We hear the sweet songs of morning. And we remember them.

 

Clare’s Goodbye

Clare's Goodbye

Clare’s Goodbye

 

 

 

 

 

 

 

 

Clare’s Goodbye

Libby Gleeson

Anna Pignataro

Little Hare, 2017

32pp., hbk., RRP $A24.99

It’s a scene familiar to many children.  The removalists are carrying the lounge chairs, the television, the boxes of books and all the family’s other possessions out to their big truck.  It is time to say goodbye to this house that has been home for so long. But while Jacob and bigger sister Rosie are visiting familiar places and saying a sad goodbye to the empty sandpit, the treehouse, and long-gone Blossom the bunny, younger sister Clare says nothing and does nothing.  And then she disappears…

The house is finally cleared and still there is no sign of Clare and so Jacob and Rosie search every empty room for her until, at last, there she is…

Leaving a home that is loved and familiar and so much a part of who we are because of its memories can be tough – it can be a sad thing to say goodbye or it could be s cause for celebration as we thank it for all it has given us.  Which way did Clare choose?
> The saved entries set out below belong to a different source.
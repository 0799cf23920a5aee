// SPDX-License-Identifier: GPL-3.0

//! Key-value persistence targeted by storage update handlers.
//!
//! Values are stored under opaque string keys: the local key of a storage entry for raw values,
//! or a record key (see [`crate::models`]) for decoded balances.

mod memory;
mod schema;
mod sqlite;

pub use memory::MemoryStore;
pub use sqlite::SqliteStore;

use crate::error::StoreError;
use async_trait::async_trait;

/// Persistence backend shared by all handlers of a subscription service.
#[async_trait]
pub trait PersistenceStore: Send + Sync {
	/// Store `value` under `key`, replacing any previous value.
	async fn put(&self, key: &str, value: Vec<u8>) -> Result<(), StoreError>;

	/// Remove the value under `key`. Removing a missing key is not an error.
	async fn delete(&self, key: &str) -> Result<(), StoreError>;

	/// Read the value under `key`.
	async fn get(&self, key: &str) -> Result<Option<Vec<u8>>, StoreError>;
}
Just as we express our happiness in different, unique ways so do we express our sadness and sometimes it’s not always through tears.

Identified as a 2018 CBCA Notable, for both the Early Childhood and Picture Book categories this is a sensitive, poignant story that will resonate with many children.  Anna Pignataro  has captured the mood of the words perfectly with Clare’s forlorn figure a grey contrast against the brighter but subdued background until the last few pages when she comes into her own.  The mood is emphasised as she portrays the children’s  feelings of desolation about leaving in a predominantly grey and empty world, while the busyness of the adults is depicted with clutter and colour, with a variety of flowers showing that while sometimes they are dull and seemingly lifeless, there is beauty and brightness in the world as they bloom.

A magic pairing of author and illustrator who clearly bring personal experience to the page to make a story that can touch so many.

Digger

Digger

Digger

 

 

 

 

 

 

 

 

Digger

Mike Dumbleton

Robin Cowcher

Allen & Unwin, 2018

32pp., hbk., RRP $A24.99

9781760296735

A century ago.  Young Australian men were volunteering to got and join the forces fighting in World War I, seeing it as the greatest adventure of their lives and a way to escape the humdrum and hard times of home.  When James left, Annie stitched the name ‘Digger” on her favourite patchwork toy kangaroo and gave it to him as his farewell present. 

“A Digger for a digger”, she said.

Off went James and Digger  together, across endless, tireless seas and vast starry night skies to the battlefields and trenches of France.  And when the order came to advance, Digger was in James’s pocket.  He was there too, when James was evacuated to a French farmhouse to recover from his injuries, and Digger was mended too, this time by Colette who carefully replaced all his broken stitches. And he was still there when James was well enough to return to his unit.  He is even there when the worst happens… 

Inspired by and written as a tribute to the French schoolchildren who once tended the graves of Australian soldiers who died on the Western Front in the heroic battle for Villers-Bretonneux in April 1918, this is a touching story gently told and illustrated that brings the human side of war to life as well as commemorating the connections made that still live on

As the final centennial commemorations of this terrible time draw to a close, this is a special book to share as it demonstrates how the thinnest threads can connect us through the toughest time, and love and harmony and safe haven can grow from the smallest things.